Humans generally form long-term pair bonds in which both partners invest important resources in order to raise offspring. In this context, sexual unfaithfulness can be incredibly costly, which is why humans may have evolved the ability to judge trustworthiness in the opposite-sex.
A new study found that women have above-chance accuracy in judging unfaithfulness in men, but men did not show the same inclination when judging women’s faces. The participants were more likely to judge a man’s face as unfaithful if it had more masculine features, such as a wider face The findings suggest that this ability may have evolved in order to spot cheating men and same-sex poachers.
The face of infidelity
Although no one likes to be judged, the truth is that we’re all guilty of making value judgments about other people. For instance, think about first impressions: we often instantly decide if we like someone or not, and then use this information to interact with that person in the future or avoid them. Sometimes, we make these trait judgments based on a person’s face. Previously studies have shown that untrustworthy-looking individuals are less likely to receive cooperation in economic game theory settings. They’re also more likely to be judged as guilty in a simulated court setting despite evidence to the contrary — good thing normal people don’t run courts. But that’s not the point. The point is that humans place great emphasis on trustworthiness and have adapted to reading trustworthiness cues in other people, particularly their faces.

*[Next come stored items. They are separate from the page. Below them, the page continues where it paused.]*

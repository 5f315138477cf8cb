//! Command-line parsing.

use std::path::PathBuf;

use clap::Parser;

/// Writes one scene file per part and hands it to the CAD compiler.
///
/// With no PART given, every part of the build configuration is generated.
#[derive(Debug, Clone, Default, PartialEq, Parser)]
#[command(name = "hbot")]
#[command(about = "Scene generator for the hbot printed parts", long_about = None)]
#[command(version)]
pub struct Args {
    /// JSON build configuration
    #[arg(long, value_name = "FILE")]
    pub config: Option<PathBuf>,

    /// JSON table overriding catalog entries
    #[arg(long, value_name = "FILE")]
    pub catalog: Option<PathBuf>,

    /// Output directory for scene files
    #[arg(long, value_name = "DIR")]
    pub out: Option<PathBuf>,

    /// Write scene files without launching the compiler
    #[arg(long)]
    pub no_compile: bool,

    /// Part names, in the order they are generated
    #[arg(value_name = "PART")]
    pub parts: Vec<String>,
}

#[cfg(test)]
mod tests {
    use super::*;

    fn parse(args: &[&str]) -> Result<Args, clap::Error> {
        Args::try_parse_from(std::iter::once("hbot").chain(args.iter().copied()))
    }

    #[test]
    fn test_empty_command_line() {
        assert_eq!(parse(&[]).unwrap(), Args::default());
    }

    #[test]
    fn test_flags_and_parts_mix() {
        let args = parse(&["beltclamp", "--no-compile", "--config", "hbot.json", "yrodmount"])
            .unwrap();
        assert!(args.no_compile);
        assert_eq!(args.config, Some(PathBuf::from("hbot.json")));
        assert_eq!(args.parts, ["beltclamp", "yrodmount"]);
    }

    #[test]
    fn test_missing_value() {
        assert!(parse(&["--catalog"]).is_err());
    }

    #[test]
    fn test_unknown_option() {
        let err = parse(&["--fast"]).unwrap_err();
        assert_eq!(err.kind(), clap::error::ErrorKind::UnknownArgument);
    }

    #[test]
    fn test_command_definition_is_consistent() {
        use clap::CommandFactory;
        Args::command().debug_assert();
    }
}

Am important area of trustworthiness is sexual unfaithfulness, which has important reproductive costs. Today, infidelity is cited as the number one cause of divorce across 160 different cultures.
Evolutionary theories predict that since the cost of unfaithfulness is high, humans should have evolved strategies that prevent sexual infidelity. One such strategy might be determining infidelity by reading social cues. There’s also an incentive to detect “poachers” of the same sex. According to the new study, 70% of people across more than 50 cultures say they’ve made an attempt to poach someone else’s partner and 60% claim they were successful.
Researchers at the University of Western Australia recruited 1,500 men and women who were shown pictures of 101 men and 88 women, before they were asked if they had ever been unfaithful to their partners. Each participant had to rank these faces on a scale of 1 to 10, where one is “not at all likely to be unfaithful” and ten is “extremely likely.”
The results were somewhat unexpected. The findings suggest that men were able to spot poachers among other men or unfaithful men. Women were able to spot unfaithful men with above-chance accuracy but were not able to accurately spot female poachers. So the findings suggest that the female sex is somewhat inscrutable to both men and women.
“Taken together, both men and women showed above-chance accuracy for men’s faces but not women’s faces. Therefore, perceived unfaithfulness may indeed contain some kernel of truth in male faces,” the scientists wrote in the journal Royal Society Open Science.
According to the researchers, the differences in infidelity detection can be boiled down to perceived masculinity. Men who possessed more masculine traits, such as a square jaw, were more likely to be classed as unfaithful.
The researchers, however, caution people not to jump to conclusions. Men’s features may betray infidelity but it is still difficult to spot a cheater just by looking at an individual’s face. That would simply be prejudice, not some science-backed judgment.
“If we are to rely solely on our first impressions to detect cheaters/poachers, then we will make substantial errors,” said Yong Zhi Foo, lead author of the new study and a psychologist at the University of Western Australia.
“Our results must not be taken to mean that first impressions can be used in any everyday situations,” he added.